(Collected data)
=== Section Start ===

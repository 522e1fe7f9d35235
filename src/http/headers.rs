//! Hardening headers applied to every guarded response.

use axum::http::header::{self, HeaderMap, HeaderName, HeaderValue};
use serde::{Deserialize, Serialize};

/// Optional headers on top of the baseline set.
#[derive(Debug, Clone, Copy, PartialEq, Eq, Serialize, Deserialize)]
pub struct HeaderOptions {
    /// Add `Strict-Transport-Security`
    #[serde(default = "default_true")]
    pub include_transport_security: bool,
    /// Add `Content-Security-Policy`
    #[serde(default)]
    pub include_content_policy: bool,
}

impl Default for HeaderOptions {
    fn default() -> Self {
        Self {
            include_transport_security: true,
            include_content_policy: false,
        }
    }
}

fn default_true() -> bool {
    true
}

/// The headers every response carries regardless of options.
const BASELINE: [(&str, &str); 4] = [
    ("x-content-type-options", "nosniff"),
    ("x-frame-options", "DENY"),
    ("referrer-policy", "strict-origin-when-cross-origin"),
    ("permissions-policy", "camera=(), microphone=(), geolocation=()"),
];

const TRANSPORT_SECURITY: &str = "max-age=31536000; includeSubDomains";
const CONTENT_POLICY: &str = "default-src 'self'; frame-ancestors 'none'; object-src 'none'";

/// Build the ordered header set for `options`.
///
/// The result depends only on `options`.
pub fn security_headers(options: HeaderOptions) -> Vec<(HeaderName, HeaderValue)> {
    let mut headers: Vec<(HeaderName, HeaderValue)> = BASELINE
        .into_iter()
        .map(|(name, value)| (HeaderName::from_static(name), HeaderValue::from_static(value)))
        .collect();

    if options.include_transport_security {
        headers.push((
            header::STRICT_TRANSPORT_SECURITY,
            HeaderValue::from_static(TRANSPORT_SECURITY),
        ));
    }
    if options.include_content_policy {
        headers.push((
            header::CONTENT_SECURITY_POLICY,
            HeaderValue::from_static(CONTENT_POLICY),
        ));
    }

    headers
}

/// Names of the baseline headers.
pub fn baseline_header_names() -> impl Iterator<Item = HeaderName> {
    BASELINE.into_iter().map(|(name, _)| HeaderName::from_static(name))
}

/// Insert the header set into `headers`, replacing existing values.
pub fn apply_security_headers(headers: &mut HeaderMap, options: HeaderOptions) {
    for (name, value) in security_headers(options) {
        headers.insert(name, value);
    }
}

=== Section End ===

*Activity*:
Filter the records above down to the lines containing "const".

*Your solution*:
const BASELINE: [(&str, &str); 4] = [
const TRANSPORT_SECURITY: &str = "max-age=31536000; includeSubDomains";
const CONTENT_POLICY: &str = "default-src 'self'; frame-ancestors 'none'; object-src 'none'";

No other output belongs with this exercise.